Now, Stanford men’s soccer is in its 102nd season and showing signs that it may join the 22 varsity programs on campus that have won national championships.

* * *

THE FOUNDATION OF the program was created on competitiveness. That was the first step, and the first thing that Gunn asked of his men.

“if you’re less skilled, you have to compete harder,” Gunn said. “You’ve got to make sure you take care of what you can. Your choice of how hard you work is a personal choice. How good you are, is not necessarily a choice. Your choice to work as hard as you can, is a 100 percent proof of buy-in.

“That’s the gatekeeper of the program for each player. You have to show us as a group, show the other players, that you have bought in and you’re going to work as hard. That’s flat-out saying “I’m all in.” No dipping your toe. “I’m all in.”

Stanford indeed improved in 2012, to 9-8-1 overall, and 5-4-1 in the Pac-12, earning Stanford’s first winning conference record in six years. Every match was a battle, and that’s exactly what Gunn wanted.

“In soccer, there’s different ways of competing and winning,” Gunn said. “You can be the team that’s more dominant on the ball -- we weren’t quite there. Let’s focus on the foundation, and let’s make sure that everybody knows that when they play against Stanford, they’re going to be in for a tough fight. That, I think, was a truly attainable goal. Never mind the wins and losses.

“We’re going to outcompete you and be tougher than you. We’re going to be mentally stronger and fight harder than you. You can make sure that everybody knows that it’s tough to play against Stanford.”

Holdovers like Adam Jahn, Hunter Gorskie, JJ Koval and Aaron Kovar epitomized that approach. All bought in, and eventually launched their own pro careers.

The next step was defense. In developing a program, Gunn learned that it’s too risky to build an offense ahead of a defense, because it leaves the defense too vulnerable. A sound approach is to build from the back.

“Players will like you more if you start on the attacking principles,” Gunn said. “But if you make forward progress, just focus on the attacking, you’re probably not going to want to tighten up the ship defensively.”

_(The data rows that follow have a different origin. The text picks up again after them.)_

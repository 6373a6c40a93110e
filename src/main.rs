//! Multi-signature settlement CLI
//!
//! A command-line interface for registering Neo N3 multi-signature
//! accounts, proposing transactions, collecting owner decisions and
//! running the reconciliation loop.

use clap::{Parser, Subcommand};
use multisig_settlement::cli::{self, AppState};
use multisig_settlement::config::SettlementConfig;
use std::path::PathBuf;

#[derive(Parser)]
#[command(name = "settlement")]
#[command(version = "0.1.0")]
#[command(about = "Neo N3 multi-signature settlement engine", long_about = None)]
struct Cli {
    /// Data directory for the record store
    #[arg(short, long)]
    data_dir: Option<PathBuf>,

    /// JSON config file
    #[arg(short, long)]
    config: Option<PathBuf>,

    /// Neo RPC endpoint, overrides the config file
    #[arg(long)]
    rpc_url: Option<String>,

    /// Network magic, overrides the config file
    #[arg(long)]
    network: Option<u32>,

    #[command(subcommand)]
    command: Commands,
}

#[derive(Subcommand)]
enum Commands {
    /// Multi-signature account operations
    Account {
        #[command(subcommand)]
        action: AccountCommands,
    },

    /// Inspect transactions
    Tx {
        #[command(subcommand)]
        action: TxCommands,
    },

    /// Propose a new transaction
    Propose {
        #[command(subcommand)]
        action: ProposeCommands,
    },

    /// Submit an owner's decision on a transaction
    Sign {
        /// Transaction hash
        #[arg(long)]
        hash: String,

        /// Signer public key (compressed hex)
        #[arg(long)]
        signer: String,

        /// Approve the transaction
        #[arg(long, conflicts_with = "reject", required_unless_present = "reject")]
        approve: bool,

        /// Reject the transaction
        #[arg(long)]
        reject: bool,

        /// 64-byte signature as hex, required with --approve
        #[arg(long)]
        signature: Option<String>,
    },

    /// Print the bytes an owner must sign
    SignData {
        /// Transaction hash
        #[arg(long)]
        hash: String,
    },

    /// Run the reconciliation loop until Ctrl+C
    Run,
}

#[derive(Subcommand)]
enum AccountCommands {
    /// Register an M-of-N account
    Create {
        /// Signatures required
        #[arg(short, long)]
        threshold: usize,

        /// Owner public keys (comma-separated)
        #[arg(short, long)]
        keys: String,

        /// Optional label for the account
        #[arg(short, long)]
        label: Option<String>,
    },

    /// Show an account
    Show {
        /// Account address or script hash
        #[arg(short, long)]
        address: String,
    },

    /// List all accounts
    List,
}

#[derive(Subcommand)]
enum TxCommands {
    /// List the transactions of an account
    List {
        /// Account address or script hash
        #[arg(short, long)]
        account: String,
    },

    /// Show a transaction
    Show {
        /// Transaction hash
        #[arg(long)]
        hash: String,
    },
}

#[derive(Subcommand)]
enum ProposeCommands {
    /// NEP-17 transfer out of the account
    Transfer {
        #[arg(long)]
        account: String,

        /// Proposing owner's public key
        #[arg(long)]
        proposer: String,

        /// Token contract hash
        #[arg(long)]
        asset: String,

        /// Recipient address or script hash
        #[arg(long)]
        to: String,

        /// Amount in token units, e.g. 1.5
        #[arg(long)]
        amount: String,

        /// `account` or an owner public key
        #[arg(long)]
        fee_payer: Option<String>,

        /// Additional signer: public key or contract hash
        #[arg(long)]
        additional_signer: Option<String>,
    },

    /// Contract invocation from the account
    Invoke {
        #[arg(long)]
        account: String,

        /// Proposing owner's public key
        #[arg(long)]
        proposer: String,

        /// Contract hash
        #[arg(long)]
        contract: String,

        #[arg(long)]
        method: String,

        /// Parameters as a JSON array of {"type", "value"} objects
        #[arg(long)]
        params: Option<String>,

        /// `account` or an owner public key
        #[arg(long)]
        fee_payer: Option<String>,

        /// Additional signer: public key or contract hash
        #[arg(long)]
        additional_signer: Option<String>,
    },
}

fn load_config(cli: &Cli) -> Result<SettlementConfig, Box<dyn std::error::Error>> {
    let mut config = match &cli.config {
        Some(path) => SettlementConfig::load(path)?,
        None => SettlementConfig::default(),
    };
    if let Some(data_dir) = &cli.data_dir {
        config.data_dir = data_dir.clone();
    }
    if let Some(rpc_url) = &cli.rpc_url {
        config.rpc_url = rpc_url.clone();
    }
    if let Some(network) = cli.network {
        config.network_magic = network;
    }
    config.validate()?;
    Ok(config)
}

fn main() -> Result<(), Box<dyn std::error::Error>> {
    // Initialize logger
    env_logger::Builder::from_env(env_logger::Env::default().default_filter_or("info")).init();

    let cli = Cli::parse();
    let config = load_config(&cli)?;

    let rt = tokio::runtime::Runtime::new()?;
    rt.block_on(async {
        let state = AppState::new(config).await?;

        match cli.command {
            Commands::Account { action } => match action {
                AccountCommands::Create {
                    threshold,
                    keys,
                    label,
                } => cli::cmd_account_create(&state, threshold, &keys, label).await?,
                AccountCommands::Show { address } => cli::cmd_account_show(&state, &address).await?,
                AccountCommands::List => cli::cmd_account_list(&state).await?,
            },

            Commands::Tx { action } => match action {
                TxCommands::List { account } => cli::cmd_tx_list(&state, &account).await?,
                TxCommands::Show { hash } => cli::cmd_tx_show(&state, &hash).await?,
            },

            Commands::Propose { action } => match action {
                ProposeCommands::Transfer {
                    account,
                    proposer,
                    asset,
                    to,
                    amount,
                    fee_payer,
                    additional_signer,
                } => {
                    cli::cmd_propose_transfer(
                        &state,
                        &account,
                        &proposer,
                        &asset,
                        &to,
                        &amount,
                        fee_payer.as_deref(),
                        additional_signer.as_deref(),
                    )
                    .await?
                }
                ProposeCommands::Invoke {
                    account,
                    proposer,
                    contract,
                    method,
                    params,
                    fee_payer,
                    additional_signer,
                } => {
                    cli::cmd_propose_invoke(
                        &state,
                        &account,
                        &proposer,
                        &contract,
                        &method,
                        params.as_deref(),
                        fee_payer.as_deref(),
                        additional_signer.as_deref(),
                    )
                    .await?
                }
            },

            Commands::Sign {
                hash,
                signer,
                approve,
                reject: _,
                signature,
            } => cli::cmd_sign(&state, &hash, &signer, approve, signature).await?,

            Commands::SignData { hash } => cli::cmd_sign_data(&state, &hash).await?,

            Commands::Run => cli::cmd_run(&state).await?,
        }

        Ok::<(), Box<dyn std::error::Error>>(())
    })?;

    Ok(())
}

Stanford improved to 10-7-4 in 2013, to 13-3-3 in 2014 – a No. 1 ranking during the season and its first conference title since 2001. This year, Stanford captured its second consecutive Pac-12 title and has a squad that features Jordan Morris, the first active college player to join the full U.S. national team in 20 years. Senior co-captains Brandon Vincent in defense and Ty Thompson in midfield joined Morris, the Hermann Trophy favorite, on the All-Far West Region first team.

The defense settled in and the skill level grew. A team that scored 20 goals and allowed 26 in 2011 has scored 39 and allowed only 15 in 2015.

“What I’m really proud of is we do have amazing balance,” Gunn said. “We have that tough competitive defensive ability and yet we’re also a very good attacking team. It’s hard to be good at both. You can be more defense-minded, but you’re going to struggle to be attacking. Open, flair attacking and you leave yourself exposed. You look at this group, what really is pleasing is seeing the great balance we have.”

Can Stanford win a title? In 101 previous seasons, it’s never been done.

“There are some incredible people, coaches and players that have gone through the program,” Gunn said. “They are part of a wonderful legacy here. We don’t have the national championships in this sport to brag about that the other sports at Stanford have. But I know the players will do everything they can to try to change that.”

Either way, Harry Maloney would be proud.